ずっと考え事をしている俺に寄り添ってくれていた。
「フランツ殿下の事ですか?」
「え?」
「あの方は、恐ろしい所があります。非情な策を用いて将を減らすような事を、進んでやるような」
エルザは見抜いていたのか。
「エルザ。そう言う事はあまり口にしない方が良い」
「誰かに聞かれたら、私は処分されてしまうかも知れませんね」
「わかってるなら、思ってても口には出すな」
「大丈夫です。あの方は私を処分しません。アルバート様の騎士である私を処分する事はあり得ません」
自信満々に断言するエルザ。
その自信はどこからくるのやら。
「これは勘ですが……フランツ殿下は全てお見通しなんだと思います。これまでの事も、これから起こる事も」
「これから起こる事……?」
「何が起こるのかまではわかりませんが……そんな気がします」
確かにあの殿下の事だから、これから起こる事も全部わかっててやっていてもおかしくはない。
「俺は止めるべきなんだろうか」
「わかりません。アルバート様が止めれば殿下は止まると思います。ただ……」
「ただ?」
「アルバート様の騎士としては、止めないで欲しいと思っています」
「その方が俺が出世しそうだからか?」
エルザは謀略とかはあまり好きではなさそうなイメージがあったけど、そうでもないのだろうか。
「似ていますが、ちょっと違います」
「どう言う事だ?」
「アルバート様の騎士として、主の飛躍を一番近くで見たいと思っています」
「それは出世とは違うのか?」
「ただフランツ殿下に取り入って出世するのと、実力で高みに昇るのとでは全く違います」
エルザは俺にその実力があると思っているんだろうか。
「アルバート様なら、どこまででも飛んで行ける。私はそう思っています。……恐らくフランツ殿下も」
「買い被りすぎだ」
「そうでしょうか?フランツ殿下はそれすらも考慮に入れて動いているように見えます」
「どう言う事だ?」
俺に飛躍するだけの力があるとして、それすらも考慮にいれて殿下は何をする?何をしている?

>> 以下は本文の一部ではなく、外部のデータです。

//! macOS Keychain implementation.

use crate::{run_blocking, SecureStorage, StorageError, StorageResult};
use async_trait::async_trait;
use security_framework::item::{ItemClass, ItemSearchOptions, Limit, SearchResult};
use security_framework::passwords::{delete_generic_password, set_generic_password};
use std::sync::Arc;
use tracing::debug;

/// Keychain-based secure storage for macOS.
pub struct KeychainStorage {
    service_name: Arc<str>,
}

/// Matches the various shapes of `errSecItemNotFound` (-25300).
fn is_item_not_found(message: &str) -> bool {
    let lower = message.to_lowercase();
    lower.contains("not found")
        || lower.contains("could not be found")
        || lower.contains("-25300")
        || lower.contains("errsecitemnotfound")
}

impl KeychainStorage {
    /// Create a new Keychain storage instance.
    pub fn new(service_name: &str) -> StorageResult<Self> {
        Ok(Self {
            service_name: Arc::from(service_name),
        })
    }

    fn get_blocking(service: &str, key: &str) -> StorageResult<String> {
        let mut search = ItemSearchOptions::new();
        search
            .class(ItemClass::generic_password())
            .service(service)
            .account(key)
            .limit(Limit::Max(1))
            .load_data(true);

        let results = match search.search() {
            Ok(results) => results,
            Err(e) if is_item_not_found(&e.to_string()) => {
                return Err(StorageError::NotFound(key.to_string()))
            }
            Err(e) => {
                return Err(StorageError::Platform(format!(
                    "Failed to get keychain item: {}",
                    e
                )))
            }
        };

        match results.into_iter().next() {
            Some(SearchResult::Data(data)) => {
                String::from_utf8(data).map_err(|e| StorageError::Encoding(e.to_string()))
            }
            _ => Err(StorageError::NotFound(key.to_string())),
        }
    }

    fn set_blocking(service: &str, key: &str, value: &str) -> StorageResult<()> {
        // Replace semantics: the keychain refuses duplicate items
        let _ = delete_generic_password(service, key);

        set_generic_password(service, key, value.as_bytes())
            .map_err(|e| StorageError::Platform(format!("Failed to set keychain item: {}", e)))
    }

    fn delete_blocking(service: &str, key: &str) -> StorageResult<bool> {
        match delete_generic_password(service, key) {
            Ok(()) => Ok(true),
            Err(e) if is_item_not_found(&e.to_string()) => Ok(false),
            Err(e) => Err(StorageError::Platform(format!(
                "Failed to delete keychain item: {}",
                e
            ))),
        }
    }
}

#[async_trait]
impl SecureStorage for KeychainStorage {
    async fn set(&self, key: &str, value: &str) -> StorageResult<()> {
        debug!(service = %self.service_name, key = %key, "Setting keychain item");

        let service = self.service_name.clone();
        let key = key.to_string();
        let value = value.to_string();
        run_blocking(move || Self::set_blocking(&service, &key, &value)).await
    }

    async fn get(&self, key: &str) -> StorageResult<String> {
        debug!(service = %self.service_name, key = %key, "Getting keychain item");

        let service = self.service_name.clone();
        let key = key.to_string();
        run_blocking(move || Self::get_blocking(&service, &key)).await
    }

    async fn delete(&self, key: &str) -> StorageResult<bool> {
        debug!(service = %self.service_name, key = %key, "Deleting keychain item");

        let service = self.service_name.clone();
        let key = key.to_string();
        run_blocking(move || Self::delete_blocking(&service, &key)).await
    }
}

「アルバート様は、フランツ殿下が皇帝に即位された後、何をしたいか聞いたことはありますか?」
……ない。皇帝になりたいとはいつも言っていたが、じゃあ皇帝になった後どうしたいかを聞いたことは、ない。
「皇帝になる事が目的。そこが終着点。では、その皇帝を動かすのは、誰ですか?」
……俺、なのか。
「そこからアルバート様の飛躍が始まるのだと、私は今から楽しみにしています」
「エルザって結構黒い一面もあるんだな……」
初めて見たかも知れん。
「見損ないましたか?」
「……いや。綺麗なだけの人よりは良い、かな」
「そんな人はいません。うまく隠しているだけです。そう言う人は信用なりません」
「確かに。それもそうだな」
それから三日の間兵を休ませた俺達帝国軍は、帝国に向けて帰還し始めた。
「殿下。帝国領に入ったらどうするおつもりですか?」
「多分ルバリエに攻め入っていたヴィルヘルム兄さんが敗走してくるだろうから、それと合流しようかな」
「では、一旦シュターブで合流するようにしましょう。恐らくかなりの領地が奪われているでしょうから」
「そうだね。そのように伝令を出しておこう」
殿下は兵を急がせなかった。
俺達の行軍は、とても自分達の国が攻められているとは思えないような、ひどくゆったりとしたものだった。